A COUNCILLOR was left a “little puzzled” that a police-backed project which aims to deter young people from getting involved in anti-social behaviour uses artificial firearms to get its important message across.

Members of Wellington Town Council’s finance committee agreed on March 21 to award Avon and Somerset Constabulary a grant of £2,982 towards its Airsoft Youth Diversionary Project.

Airsoft is a team-based shooting game in which participants eliminate opposing players out of play by tagging them with spherical plastic projectiles shot from low-power airguns called airsoft guns.

The initiative will work alongside established projects run by the Neighbourhood Police Team and other agencies including the Wellington Wellbeing Project for Children and Young People.

A spokesman for the project, in a report, said: “The purpose of the Airsoft project is to target the hard to reach youths of Wellington who are involved in anti-social behaviour and on the fringes of crime and will not engage in other forms of diversion. We want to encourage engagement and socialisation with a wider peer group.”

Cllr John Thorne said he was a “little puzzled” when he went on the internet and found that the project involved using artificial firearms.

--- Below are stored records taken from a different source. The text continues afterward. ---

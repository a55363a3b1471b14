//! Feed payload types carried in STOMP frame bodies
//!
//! Field names follow the broker's JSON (camelCase). Snapshot ratios default
//! to an even split when no votes exist, matching the server's own math.

use chrono::Utc;
use serde::{Deserialize, Serialize};

/// Error code sent on the user error queue when the per-session token bucket
/// is exhausted
pub const RATE_LIMIT_EXCEEDED: &str = "RATE_LIMIT_EXCEEDED";

/// Vote direction
#[derive(Debug, Clone, Copy, PartialEq, Eq, Hash, PartialOrd, Ord, Serialize, Deserialize)]
#[serde(rename_all = "lowercase")]
pub enum Side {
    Up,
    Down,
}

impl Side {
    /// Both sides, in a fixed order (used when draining batches)
    pub const ALL: [Side; 2] = [Side::Up, Side::Down];
}

impl std::fmt::Display for Side {
    fn fmt(&self, f: &mut std::fmt::Formatter<'_>) -> std::fmt::Result {
        match self {
            Side::Up => write!(f, "up"),
            Side::Down => write!(f, "down"),
        }
    }
}

/// Outgoing vote message, one per side per batch flush
#[derive(Debug, Clone, PartialEq, Serialize, Deserialize)]
pub struct PrayerRequest {
    pub side: Side,
    pub count: u32,
}

/// Authoritative aggregate published on `/topic/prayer`
#[derive(Debug, Clone, PartialEq, Serialize, Deserialize)]
#[serde(rename_all = "camelCase")]
pub struct PrayerSnapshot {
    pub up_count: u64,
    pub down_count: u64,
    pub up_rpm: f64,
    pub down_rpm: f64,
    pub up_ratio: f64,
    pub down_ratio: f64,
    pub timestamp: i64,
}

impl PrayerSnapshot {
    /// Build a snapshot from raw counts, recomputing ratios the way the
    /// server does (0.5/0.5 when there are no votes at all)
    pub fn from_counts(up_count: u64, down_count: u64, up_rpm: f64, down_rpm: f64) -> Self {
        let total = up_count + down_count;
        let up_ratio = if total == 0 {
            0.5
        } else {
            up_count as f64 / total as f64
        };

        Self {
            up_count,
            down_count,
            up_rpm,
            down_rpm,
            up_ratio,
            down_ratio: 1.0 - up_ratio,
            timestamp: now_millis(),
        }
    }
}

impl Default for PrayerSnapshot {
    fn default() -> Self {
        Self::from_counts(0, 0, 0.0, 0.0)
    }
}

/// Price snapshot published on `/topic/ticker`
#[derive(Debug, Clone, PartialEq, Serialize, Deserialize)]
#[serde(rename_all = "camelCase")]
pub struct TickerUpdate {
    pub symbol: String,
    pub price: f64,
    pub price_change_24h: f64,
    pub timestamp: i64,
}

/// Position side of a liquidated order
#[derive(Debug, Clone, Copy, PartialEq, Eq, Serialize, Deserialize)]
#[serde(rename_all = "UPPERCASE")]
pub enum LiquidationSide {
    Long,
    Short,
}

/// Liquidation event published on `/topic/liquidation`
#[derive(Debug, Clone, PartialEq, Serialize, Deserialize)]
#[serde(rename_all = "camelCase")]
pub struct LiquidationEvent {
    pub symbol: String,
    pub side: LiquidationSide,
    pub quantity: f64,
    pub price: f64,
    pub usd_value: f64,
    pub is_large: bool,
    pub timestamp: i64,
}

/// Per-client error frame from `/user/queue/errors`
#[derive(Debug, Clone, PartialEq, Serialize, Deserialize)]
pub struct ServerError {
    pub code: String,
    pub message: String,
}

impl ServerError {
    pub fn is_rate_limit(&self) -> bool {
        self.code == RATE_LIMIT_EXCEEDED
    }
}

/// Current wall-clock time in epoch milliseconds
pub fn now_millis() -> i64 {
    Utc::now().timestamp_millis()
}

#[cfg(test)]
mod tests {
    use super::*;

    #[test]
    fn test_side_serialization() {
        assert_eq!(serde_json::to_string(&Side::Up).unwrap(), "\"up\"");
        assert_eq!(serde_json::to_string(&Side::Down).unwrap(), "\"down\"");
        assert_eq!(serde_json::from_str::<Side>("\"up\"").unwrap(), Side::Up);
    }

    #[test]
    fn test_prayer_request_wire_format() {
        let request = PrayerRequest {
            side: Side::Up,
            count: 5,
        };
        let json = serde_json::to_string(&request).unwrap();
        assert_eq!(json, r#"{"side":"up","count":5}"#);
    }

    #[test]
    fn test_snapshot_camel_case_fields() {
        let json = r#"{
            "type": "PRAYER",
            "upCount": 10,
            "downCount": 30,
            "upRpm": 1.5,
            "downRpm": 4.5,
            "upRatio": 0.25,
            "downRatio": 0.75,
            "timestamp": 1700000000000
        }"#;
        let snapshot: PrayerSnapshot = serde_json::from_str(json).unwrap();
        assert_eq!(snapshot.up_count, 10);
        assert_eq!(snapshot.down_count, 30);
        assert_eq!(snapshot.up_ratio, 0.25);
    }

    #[test]
    fn test_snapshot_from_counts_ratios() {
        let snapshot = PrayerSnapshot::from_counts(30, 10, 0.0, 0.0);
        assert_eq!(snapshot.up_ratio, 0.75);
        assert_eq!(snapshot.down_ratio, 0.25);

        let empty = PrayerSnapshot::from_counts(0, 0, 0.0, 0.0);
        assert_eq!(empty.up_ratio, 0.5);
        assert_eq!(empty.down_ratio, 0.5);
    }

    #[test]
    fn test_liquidation_wire_format() {
        let json = r#"{
            "type": "LIQUIDATION",
            "symbol": "BTCUSDT",
            "side": "SHORT",
            "quantity": 2.5,
            "price": 64000.0,
            "usdValue": 160000.0,
            "isLarge": true,
            "timestamp": 1700000000000
        }"#;
        let event: LiquidationEvent = serde_json::from_str(json).unwrap();
        assert_eq!(event.side, LiquidationSide::Short);
        assert!(event.is_large);
        assert_eq!(event.usd_value, 160000.0);
    }

    #[test]
    fn test_ticker_wire_format() {
        let json = r#"{"symbol":"BTCUSDT","price":64250.5,"priceChange24h":-2.13,"timestamp":1700000000000}"#;
        let ticker: TickerUpdate = serde_json::from_str(json).unwrap();
        assert_eq!(ticker.price_change_24h, -2.13);
    }

    #[test]
    fn test_server_error_rate_limit_detection() {
        let error = ServerError {
            code: RATE_LIMIT_EXCEEDED.to_string(),
            message: "Too many requests. Please slow down.".to_string(),
        };
        assert!(error.is_rate_limit());

        let other = ServerError {
            code: "VALIDATION_FAILED".to_string(),
            message: "bad side".to_string(),
        };
        assert!(!other.is_rate_limit());
    }
}
//! Shared building blocks: flash notifications and instance-key minting.

pub mod flash;
pub mod rng;

pub use flash::{FlashKind, FlashMessage};
pub use rng::KeyMinter;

“I find it a little bit odd that they are using imitation firearms for this, but the actual idea of engaging with the youth groups is worthwhile,” he said.

Cllr Marcus Barr said he had no issues with the actual project, but added that giving away nearly £3,000 towards it was a lot of money.

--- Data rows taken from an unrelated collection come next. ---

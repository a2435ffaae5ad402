//! Read-only view of a deck.
//!
//! Handed to profile hooks and used by the engine's own queries. A view
//! borrows the deck; it cannot mutate it and cannot outlive it.

use std::cmp::Ordering;

use im::Vector;
use unicode_normalization::char::is_combining_mark;
use unicode_normalization::UnicodeNormalization;

use crate::cards::{CardId, DeckItem};
use crate::rules::DeckRules;
use crate::zones::{ZoneId, ZoneManager};

/// Borrowed, immutable access to zone contents and rules.
pub struct DeckView<'a, T> {
    zones: &'a ZoneManager<T>,
    rules: &'a DeckRules<T>,
}

impl<'a, T> Clone for DeckView<'a, T> {
    fn clone(&self) -> Self {
        *self
    }
}

impl<'a, T> Copy for DeckView<'a, T> {}

impl<'a, T: DeckItem> DeckView<'a, T> {
    pub(crate) fn new(zones: &'a ZoneManager<T>, rules: &'a DeckRules<T>) -> Self {
        Self { zones, rules }
    }

    /// The deck's rules.
    #[must_use]
    pub fn rules(&self) -> &'a DeckRules<T> {
        self.rules
    }

    /// Zone ids in declaration order.
    #[must_use]
    pub fn zone_ids(&self) -> &'a [ZoneId] {
        self.zones.zone_ids()
    }

    /// Number of cards in a zone.
    #[must_use]
    pub fn zone_size(&self, zone: &ZoneId) -> usize {
        self.zones.zone_size(zone)
    }

    /// Card count per zone, in declaration order.
    #[must_use]
    pub fn zone_counts(&self) -> Vec<(ZoneId, usize)> {
        self.zones
            .zone_ids()
            .iter()
            .map(|id| (id.clone(), self.zones.zone_size(id)))
            .collect()
    }

    /// Total cards across all zones.
    #[must_use]
    pub fn total_cards(&self) -> usize {
        self.zones.total_cards()
    }

    /// Copies of a card across all zones.
    #[must_use]
    pub fn copy_count(&self, id: &CardId) -> usize {
        self.zones.copy_count(id)
    }

    /// Is the card anywhere in the deck?
    #[must_use]
    pub fn contains(&self, id: &CardId) -> bool {
        self.zones.contains(id)
    }

    /// Snapshot of a zone's contents, in insertion order.
    #[must_use]
    pub fn cards(&self, zone: &ZoneId) -> Option<Vector<T>> {
        self.zones.cards(zone)
    }

    /// Iterate a zone's cards in insertion order.
    pub fn iter_zone(&self, zone: &ZoneId) -> impl Iterator<Item = &'a T> + 'a {
        self.zones.iter_zone(zone)
    }
}

/// Default deck ordering: locale-style collation of display names.
///
/// Keys are compared in order:
/// 1. Base letters, ignoring accents and case (`Éclair` before `Zebra`)
/// 2. Accents, unaccented first (`Pokemon` before `Pokémon`)
/// 3. Case, lowercase first (`kuriboh` before `Kuriboh`)
/// 4. Raw code points, so the order is total
pub fn compare_names(a: &str, b: &str) -> Ordering {
    base_letters(a)
        .cmp(base_letters(b))
        .then_with(|| accented_letters(a).cmp(accented_letters(b)))
        .then_with(|| case_marks(a).cmp(case_marks(b)))
        .then_with(|| a.cmp(b))
}

fn base_letters(name: &str) -> impl Iterator<Item = char> + '_ {
    name.nfd()
        .filter(|c| !is_combining_mark(*c))
        .flat_map(char::to_lowercase)
}

fn accented_letters(name: &str) -> impl Iterator<Item = char> + '_ {
    name.nfd().flat_map(char::to_lowercase)
}

fn case_marks(name: &str) -> impl Iterator<Item = bool> + '_ {
    name.nfd().map(char::is_uppercase)
}

#[cfg(test)]
mod tests {
    use super::*;
    use crate::cards::Card;
    use crate::zones::ZoneConfig;

    #[test]
    fn test_view_queries() {
        let main = ZoneId::from_static("main");
        let extra = ZoneId::from_static("extra");
        let rules: DeckRules<Card> = DeckRules::new("main")
            .with_zone(ZoneConfig::new("main", "Main Deck"))
            .with_zone(ZoneConfig::new("extra", "Extra Deck"));
        let mut zones = ZoneManager::new(rules.zone_ids().cloned());
        zones.push(&main, Card::new(1u64, "A"));
        zones.push(&extra, Card::new(1u64, "A"));
        zones.push(&extra, Card::new(2u64, "B"));

        let view = DeckView::new(&zones, &rules);

        assert_eq!(view.total_cards(), 3);
        assert_eq!(view.copy_count(&CardId::Num(1)), 2);
        assert!(view.contains(&CardId::Num(2)));
        assert_eq!(view.zone_counts(), vec![(main.clone(), 1), (extra.clone(), 2)]);
        assert_eq!(view.iter_zone(&extra).count(), 2);
        assert_eq!(view.cards(&main).map(|c| c.len()), Some(1));
        assert_eq!(view.rules().default_zone, main);
    }

    #[test]
    fn test_compare_names() {
        assert_eq!(compare_names("apple", "Banana"), Ordering::Less);
        assert_eq!(compare_names("Zebra", "apple"), Ordering::Greater);
        assert_eq!(compare_names("kuriboh", "Kuriboh"), Ordering::Less);
        assert_eq!(compare_names("Kuriboh", "Kuriboh"), Ordering::Equal);
    }

    #[test]
    fn test_compare_names_accents() {
        assert_eq!(compare_names("Éclair", "Zebra"), Ordering::Less);
        assert_eq!(compare_names("Pokédex", "Pokemon Fan Club"), Ordering::Less);
        assert_eq!(compare_names("Pokemon", "Pokémon"), Ordering::Less);
        // Precomposed and decomposed spellings differ only in the last key.
        assert_ne!(compare_names("Pok\u{e9}mon", "Poke\u{301}mon"), Ordering::Equal);

        let mut names = vec!["Zebra", "Éclair", "Pokemon Fan Club", "Pokédex"];
        names.sort_by(|a, b| compare_names(a, b));
        assert_eq!(names, vec!["Éclair", "Pokédex", "Pokemon Fan Club", "Zebra"]);
    }
}
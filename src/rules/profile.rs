//! Deck rules and game profiles.
//!
//! A `Profile` is everything the engine needs to know about one game:
//! its zones and copy limit (`DeckRules`) plus optional validators and
//! processors. Profiles are plain data - the engine has no game-specific
//! code paths.

use rustc_hash::FxHashSet;

use crate::zones::{ZoneConfig, ZoneId};

use super::hooks::{Processors, Validators};

/// Problems with a profile, caught when an engine is built.
#[derive(Clone, Debug, PartialEq, Eq, thiserror::Error)]
pub enum ConfigError {
    #[error("deck profile `{0}` declares no zones")]
    NoZones(String),

    #[error("zone `{0}` is declared more than once")]
    DuplicateZone(ZoneId),

    #[error("default zone `{0}` is not a declared zone")]
    UnknownDefaultZone(ZoneId),
}

/// Zone layout and copy limit for a deck.
#[derive(Clone, Debug)]
pub struct DeckRules<T> {
    /// Copies of one card allowed deck-wide. `None` for unlimited.
    ///
    /// Informational for the engine; copy validators enforce it.
    pub max_copies_per_card: Option<usize>,

    /// Zone used when no filter matches.
    pub default_zone: ZoneId,

    /// Zones, most specific first.
    pub zones: Vec<ZoneConfig<T>>,
}

impl<T> DeckRules<T> {
    /// Create rules with no zones yet.
    pub fn new(default_zone: impl Into<ZoneId>) -> Self {
        Self {
            max_copies_per_card: None,
            default_zone: default_zone.into(),
            zones: Vec::new(),
        }
    }

    /// Set the copy limit.
    #[must_use]
    pub fn with_max_copies(mut self, max: usize) -> Self {
        self.max_copies_per_card = Some(max);
        self
    }

    /// Append a zone. Declaration order is resolution order.
    #[must_use]
    pub fn with_zone(mut self, zone: ZoneConfig<T>) -> Self {
        self.zones.push(zone);
        self
    }

    /// Get a zone config by ID.
    #[must_use]
    pub fn zone(&self, id: &ZoneId) -> Option<&ZoneConfig<T>> {
        self.zones.iter().find(|z| &z.id == id)
    }

    /// Zone ids in declaration order.
    pub fn zone_ids(&self) -> impl Iterator<Item = &ZoneId> + '_ {
        self.zones.iter().map(|z| &z.id)
    }
}

/// Complete configuration for one game.
///
/// ## Example
///
/// ```
/// use ccg_deck::cards::Card;
/// use ccg_deck::rules::{DeckRules, Profile, Rejection, Validators};
/// use ccg_deck::zones::ZoneConfig;
///
/// let rules = DeckRules::new("main")
///     .with_max_copies(2)
///     .with_zone(ZoneConfig::new("main", "Main Deck").with_max_cards(30));
///
/// let profile: Profile<Card> = Profile::new("duel", rules).with_validators(
///     Validators::new().with_copies(|deck, card: &Card, _zone| {
///         if deck.copy_count(&card.id) >= 2 {
///             return Err(Rejection::rule(format!("Only 2 copies of {}", card.name)));
///         }
///         Ok(())
///     }),
/// );
///
/// assert!(profile.check().is_ok());
/// ```
#[derive(Clone, Debug)]
pub struct Profile<T> {
    /// Game name ("yugioh", "pokemon", ...).
    pub name: String,

    pub rules: DeckRules<T>,

    pub validators: Validators<T>,

    pub processors: Processors<T>,
}

impl<T> Profile<T> {
    /// Create a profile with no hooks.
    pub fn new(name: impl Into<String>, rules: DeckRules<T>) -> Self {
        Self {
            name: name.into(),
            rules,
            validators: Validators::new(),
            processors: Processors::new(),
        }
    }

    #[must_use]
    pub fn with_validators(mut self, validators: Validators<T>) -> Self {
        self.validators = validators;
        self
    }

    #[must_use]
    pub fn with_processors(mut self, processors: Processors<T>) -> Self {
        self.processors = processors;
        self
    }

    /// Verify the zone layout is usable.
    ///
    /// Zone ids must be unique, there must be at least one zone, and the
    /// default zone must be one of them.
    pub fn check(&self) -> Result<(), ConfigError> {
        if self.rules.zones.is_empty() {
            return Err(ConfigError::NoZones(self.name.clone()));
        }

        let mut seen = FxHashSet::default();
        for id in self.rules.zone_ids() {
            if !seen.insert(id) {
                return Err(ConfigError::DuplicateZone(id.clone()));
            }
        }

        if self.rules.zone(&self.rules.default_zone).is_none() {
            return Err(ConfigError::UnknownDefaultZone(
                self.rules.default_zone.clone(),
            ));
        }

        Ok(())
    }
}
//! Card attribute system for game-specific properties.
//!
//! Catalog records carry fields like "atk", "level", "supertype" or a
//! banlist status. These are game-specific - the deck engine never reads
//! them. Game profiles do, through the typed accessors on [`Card`].
//!
//! ## AttributeValue Types
//!
//! - `Int`: Numbers (attack, defense, level, pendulum scale)
//! - `Bool`: Flags (has stats, extra deck)
//! - `Text`: Strings (attribute, race, legality status)
//! - `TextList`: String lists (link markers, type lines)
//!
//! [`Card`]: super::Card

use rustc_hash::FxHashMap;
use serde::{Deserialize, Serialize};

/// Key for accessing card attributes.
#[derive(Clone, Debug, PartialEq, Eq, Hash, Serialize, Deserialize)]
pub struct AttributeKey(pub String);

impl AttributeKey {
    /// Create a new attribute key.
    pub fn new(key: impl Into<String>) -> Self {
        Self(key.into())
    }

    /// Borrow the key as a string slice.
    #[must_use]
    pub fn as_str(&self) -> &str {
        &self.0
    }
}

impl From<&str> for AttributeKey {
    fn from(s: &str) -> Self {
        Self::new(s)
    }
}

impl From<String> for AttributeKey {
    fn from(s: String) -> Self {
        Self(s)
    }
}

/// Value for a card attribute.
#[derive(Clone, Debug, PartialEq, Serialize, Deserialize)]
pub enum AttributeValue {
    /// Integer value (attack, level, scale).
    Int(i64),
    /// Boolean flag.
    Bool(bool),
    /// Text value (attribute, race, ban status).
    Text(String),
    /// List of strings (link markers, type line).
    TextList(Vec<String>),
}

impl AttributeValue {
    /// Get as integer if this is an Int value.
    #[must_use]
    pub fn as_int(&self) -> Option<i64> {
        match self {
            AttributeValue::Int(v) => Some(*v),
            _ => None,
        }
    }

    /// Get as bool if this is a Bool value.
    #[must_use]
    pub fn as_bool(&self) -> Option<bool> {
        match self {
            AttributeValue::Bool(v) => Some(*v),
            _ => None,
        }
    }

    /// Get as string reference if this is a Text value.
    #[must_use]
    pub fn as_text(&self) -> Option<&str> {
        match self {
            AttributeValue::Text(s) => Some(s),
            _ => None,
        }
    }

    /// Get as text list reference if this is a TextList value.
    #[must_use]
    pub fn as_text_list(&self) -> Option<&[String]> {
        match self {
            AttributeValue::TextList(v) => Some(v),
            _ => None,
        }
    }
}

impl From<i64> for AttributeValue {
    fn from(v: i64) -> Self {
        AttributeValue::Int(v)
    }
}

impl From<i32> for AttributeValue {
    fn from(v: i32) -> Self {
        AttributeValue::Int(i64::from(v))
    }
}

impl From<u32> for AttributeValue {
    fn from(v: u32) -> Self {
        AttributeValue::Int(i64::from(v))
    }
}

impl From<bool> for AttributeValue {
    fn from(v: bool) -> Self {
        AttributeValue::Bool(v)
    }
}

impl From<String> for AttributeValue {
    fn from(v: String) -> Self {
        AttributeValue::Text(v)
    }
}

impl From<&str> for AttributeValue {
    fn from(v: &str) -> Self {
        AttributeValue::Text(v.to_string())
    }
}

impl From<Vec<String>> for AttributeValue {
    fn from(v: Vec<String>) -> Self {
        AttributeValue::TextList(v)
    }
}

/// Collection of attributes.
pub type Attributes = FxHashMap<AttributeKey, AttributeValue>;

“How many young people is this going to benefit?” he asked. “If it’s just ten children – it’s not really value for money; but if we’re talking about 100 young people, then yes it is.”

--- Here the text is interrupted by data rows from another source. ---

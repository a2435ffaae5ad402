//! Single-slot notification for the outcome of the last operation.

use chrono::{DateTime, Utc};
use serde::{Deserialize, Serialize};

/// Severity of a flash message.
#[derive(Clone, Copy, Debug, PartialEq, Eq, Hash, Serialize, Deserialize)]
#[serde(rename_all = "lowercase")]
pub enum FlashKind {
    Error,
    Success,
    Warning,
    Info,
}

/// Transient notification. A new one overwrites the previous one.
#[derive(Clone, Debug, PartialEq, Eq, Serialize, Deserialize)]
pub struct FlashMessage {
    /// Text shown to the user.
    pub content: String,

    /// When the condition was raised.
    pub timestamp: DateTime<Utc>,

    /// Severity.
    pub kind: FlashKind,
}

impl FlashMessage {
    /// Create a message stamped with the current time.
    pub fn new(kind: FlashKind, content: impl Into<String>) -> Self {
        Self {
            content: content.into(),
            timestamp: Utc::now(),
            kind,
        }
    }

    /// Create an error message.
    pub fn error(content: impl Into<String>) -> Self {
        Self::new(FlashKind::Error, content)
    }

    #[must_use]
    pub fn is_error(&self) -> bool {
        self.kind == FlashKind::Error
    }
}

#[cfg(test)]
mod tests {
    use super::*;

    #[test]
    fn test_error_message() {
        let before = Utc::now();
        let msg = FlashMessage::error("Main Deck cannot exceed 60 cards");

        assert!(msg.is_error());
        assert_eq!(msg.content, "Main Deck cannot exceed 60 cards");
        assert!(msg.timestamp >= before);
    }

    #[test]
    fn test_kind_serializes_lowercase() {
        let msg = FlashMessage::new(FlashKind::Warning, "careful");
        let json = serde_json::to_value(&msg).unwrap();
        assert_eq!(json["kind"], "warning");
        assert!(!msg.is_error());
    }
}
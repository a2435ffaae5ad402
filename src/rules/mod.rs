//! Deck rules, profiles and the validation vocabulary.
//!
//! Games describe themselves with a `Profile`:
//! - Zones and the copy limit (`DeckRules`)
//! - Optional validators run before every add
//! - Optional processors around mutations, zone resolution and sorting
//!
//! The deck engine calls into these but never interprets game-specific
//! concepts directly.

pub mod hooks;
pub mod profile;
pub mod validation;

pub use hooks::{
    AfterAdd, AfterRemove, BeforeAdd, BeforeRemove, Comparator, CopyCheck, DeckCheck,
    PreAddCheck, Processors, Validators, ZoneCheck, ZoneResolver,
};
pub use profile::{ConfigError, DeckRules, Profile};
pub use validation::{ErrorCategory, Rejection, Validation};
//! Catalog adapters.
//!
//! The deck engine does not know how cards are fetched. It consumes a
//! [`Catalog`]: an async `search` returning raw records plus a `map_item`
//! normalizer turning one raw record into a deck item.
//!
//! Transport, pagination and rate limiting are the adapter's business.

pub mod memory;

use std::future::Future;

pub use memory::{CatalogRecord, MemoryCatalog};

use crate::rules::ErrorCategory;

/// Message shown when a lookup fails without a usable error of its own.
pub const FETCH_FAILED: &str = "Failed to fetch cards. Please try again.";

/// One page of raw search results.
#[derive(Clone, Debug, PartialEq)]
pub struct CatalogPage<R> {
    /// Raw records, in catalog order.
    pub data: Vec<R>,

    /// Error reported by the backend alongside (or instead of) data.
    pub error: Option<String>,
}

impl<R> CatalogPage<R> {
    /// Successful page.
    #[must_use]
    pub fn ok(data: Vec<R>) -> Self {
        Self { data, error: None }
    }

    /// Page carrying a backend error.
    pub fn failed(error: impl Into<String>) -> Self {
        Self {
            data: Vec::new(),
            error: Some(error.into()),
        }
    }
}

/// Catalog failures that never produced a page.
#[derive(Debug, thiserror::Error)]
pub enum CatalogError {
    /// The lookup itself failed (network, backend crash, ...).
    #[error("catalog transport failure: {0}")]
    Transport(String),

    /// A bundled card list could not be decoded.
    #[error("failed to decode catalog data: {0}")]
    Decode(#[from] serde_json::Error),
}

impl CatalogError {
    /// Always [`ErrorCategory::Transport`].
    #[must_use]
    pub fn category(&self) -> ErrorCategory {
        ErrorCategory::Transport
    }
}

/// Source of searchable cards.
///
/// Implementors may write `async fn search`.
pub trait Catalog {
    /// Record shape returned by the backend.
    type Raw;

    /// Normalized item shape.
    type Item;

    /// Look up cards matching `query`.
    fn search(
        &self,
        query: &str,
    ) -> impl Future<Output = Result<CatalogPage<Self::Raw>, CatalogError>> + Send;

    /// Normalize one raw record.
    fn map_item(&self, raw: Self::Raw) -> Self::Item;
}

#[cfg(test)]
mod tests {
    use super::*;

    #[test]
    fn test_page_constructors() {
        let ok = CatalogPage::ok(vec![1, 2, 3]);
        assert_eq!(ok.data.len(), 3);
        assert!(ok.error.is_none());

        let failed: CatalogPage<u32> = CatalogPage::failed("No card matching your query was found");
        assert!(failed.data.is_empty());
        assert_eq!(
            failed.error.as_deref(),
            Some("No card matching your query was found")
        );
    }

    #[test]
    fn test_error_display() {
        let err = CatalogError::Transport("connection reset".to_string());
        assert_eq!(err.to_string(), "catalog transport failure: connection reset");
        assert_eq!(err.category(), ErrorCategory::Transport);
    }
}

Cllr Andrew Govier said that he could understand why the police were using imitation firearms for the project.

“I’m guessing they need to use something that would attract the people they want to attract to get involved,” he said.

And the Mayor, Cllr Mark Lithgow, quipped: “I think there is some logic to the madness.”

“If it’s something like paint-balling or laser quest it really does bind people together,” he added.

The Airsoft project aims to teach youths how to be part of a team and work together for a common purpose; to improve the mental and physical health through activity and problem solving; to improve trust and build report with local disadvantaged youths; and to signpost and encourage positive behaviour and outcomes going forward.

The Airsoft spokesman, in a report, added: “The proposal came forward after members of the Neighbourhood Police Team had spoken to some of the young people they would be working with to see what they would want to do.”